[Recorded information]
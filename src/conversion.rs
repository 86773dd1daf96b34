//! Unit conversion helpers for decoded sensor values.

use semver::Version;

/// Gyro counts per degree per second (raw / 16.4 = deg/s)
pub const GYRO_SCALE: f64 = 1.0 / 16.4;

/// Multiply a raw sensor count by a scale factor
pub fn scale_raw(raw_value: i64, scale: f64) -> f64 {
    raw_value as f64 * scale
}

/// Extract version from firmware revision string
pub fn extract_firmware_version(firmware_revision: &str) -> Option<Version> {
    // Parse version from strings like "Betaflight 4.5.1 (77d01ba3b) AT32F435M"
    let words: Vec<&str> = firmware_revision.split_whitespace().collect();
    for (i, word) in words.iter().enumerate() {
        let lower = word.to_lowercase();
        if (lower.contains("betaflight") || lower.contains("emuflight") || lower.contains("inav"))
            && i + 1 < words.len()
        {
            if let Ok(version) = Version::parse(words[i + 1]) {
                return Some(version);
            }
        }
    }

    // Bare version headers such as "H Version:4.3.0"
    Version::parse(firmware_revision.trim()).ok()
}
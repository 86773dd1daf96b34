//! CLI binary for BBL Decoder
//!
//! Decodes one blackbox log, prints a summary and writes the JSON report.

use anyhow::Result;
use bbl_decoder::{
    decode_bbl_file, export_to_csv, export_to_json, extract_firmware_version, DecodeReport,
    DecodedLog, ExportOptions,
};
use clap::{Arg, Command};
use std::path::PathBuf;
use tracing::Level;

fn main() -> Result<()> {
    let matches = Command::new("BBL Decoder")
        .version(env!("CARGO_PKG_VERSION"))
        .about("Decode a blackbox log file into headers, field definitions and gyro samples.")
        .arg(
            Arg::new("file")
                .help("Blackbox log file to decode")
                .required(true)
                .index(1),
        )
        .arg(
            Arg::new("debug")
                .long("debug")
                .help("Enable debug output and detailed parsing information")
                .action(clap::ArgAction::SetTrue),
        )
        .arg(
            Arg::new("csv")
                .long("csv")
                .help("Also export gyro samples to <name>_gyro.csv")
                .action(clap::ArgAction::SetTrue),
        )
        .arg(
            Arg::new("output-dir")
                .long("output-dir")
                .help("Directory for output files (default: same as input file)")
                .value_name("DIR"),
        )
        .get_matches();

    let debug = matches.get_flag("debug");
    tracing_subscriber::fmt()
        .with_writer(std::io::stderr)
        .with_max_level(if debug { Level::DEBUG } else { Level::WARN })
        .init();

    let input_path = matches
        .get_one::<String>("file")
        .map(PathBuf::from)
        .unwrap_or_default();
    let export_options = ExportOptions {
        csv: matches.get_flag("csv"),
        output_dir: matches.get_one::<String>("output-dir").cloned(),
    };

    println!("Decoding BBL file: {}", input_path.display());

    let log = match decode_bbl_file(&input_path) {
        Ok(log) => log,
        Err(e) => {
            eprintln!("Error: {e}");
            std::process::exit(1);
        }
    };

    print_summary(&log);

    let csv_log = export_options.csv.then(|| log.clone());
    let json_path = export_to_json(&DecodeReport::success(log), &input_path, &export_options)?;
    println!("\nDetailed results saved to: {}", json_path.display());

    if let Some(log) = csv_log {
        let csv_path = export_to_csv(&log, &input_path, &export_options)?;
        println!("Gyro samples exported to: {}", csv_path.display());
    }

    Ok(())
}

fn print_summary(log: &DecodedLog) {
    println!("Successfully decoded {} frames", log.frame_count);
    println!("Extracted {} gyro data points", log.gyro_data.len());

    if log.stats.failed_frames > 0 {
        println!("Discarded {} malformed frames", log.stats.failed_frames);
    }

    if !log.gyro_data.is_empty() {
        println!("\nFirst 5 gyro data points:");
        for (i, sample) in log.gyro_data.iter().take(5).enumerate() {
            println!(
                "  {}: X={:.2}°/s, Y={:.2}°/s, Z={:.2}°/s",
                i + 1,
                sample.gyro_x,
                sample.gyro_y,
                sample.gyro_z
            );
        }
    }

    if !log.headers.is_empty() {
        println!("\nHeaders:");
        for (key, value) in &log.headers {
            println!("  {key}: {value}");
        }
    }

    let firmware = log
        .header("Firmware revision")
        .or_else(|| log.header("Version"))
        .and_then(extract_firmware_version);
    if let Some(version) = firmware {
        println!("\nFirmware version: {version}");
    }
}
---
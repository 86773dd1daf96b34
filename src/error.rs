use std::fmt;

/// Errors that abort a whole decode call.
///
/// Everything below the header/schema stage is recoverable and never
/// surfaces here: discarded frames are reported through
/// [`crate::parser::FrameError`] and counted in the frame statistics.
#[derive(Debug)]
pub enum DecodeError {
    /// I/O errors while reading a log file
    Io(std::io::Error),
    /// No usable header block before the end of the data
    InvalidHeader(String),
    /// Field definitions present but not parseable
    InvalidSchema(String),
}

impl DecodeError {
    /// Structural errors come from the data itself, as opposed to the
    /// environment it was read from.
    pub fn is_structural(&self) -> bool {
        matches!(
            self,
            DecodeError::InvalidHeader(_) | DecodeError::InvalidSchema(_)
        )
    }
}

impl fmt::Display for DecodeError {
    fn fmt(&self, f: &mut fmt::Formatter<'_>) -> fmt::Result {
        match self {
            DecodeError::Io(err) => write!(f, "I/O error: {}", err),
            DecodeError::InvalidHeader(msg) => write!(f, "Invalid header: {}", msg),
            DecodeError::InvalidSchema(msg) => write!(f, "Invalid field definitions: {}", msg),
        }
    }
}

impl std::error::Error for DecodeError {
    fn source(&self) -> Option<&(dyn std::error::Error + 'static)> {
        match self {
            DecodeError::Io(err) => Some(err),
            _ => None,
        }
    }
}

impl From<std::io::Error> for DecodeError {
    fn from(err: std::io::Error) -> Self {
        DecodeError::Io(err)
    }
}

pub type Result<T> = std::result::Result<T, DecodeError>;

[What the exercise asks] Which lines run from the one holding "filename src/conversion.rs" through the one holding "pub const GYRO_SCALE: f64 = 1.0 / 16.4;" in the records above? Repeat them exactly, both included, and nothing more.

[Problem solution]
filename src/conversion.rs
repository 86773dd1daf96b34
//! Unit conversion helpers for decoded sensor values.

use semver::Version;

/// Gyro counts per degree per second (raw / 16.4 = deg/s)
pub const GYRO_SCALE: f64 = 1.0 / 16.4;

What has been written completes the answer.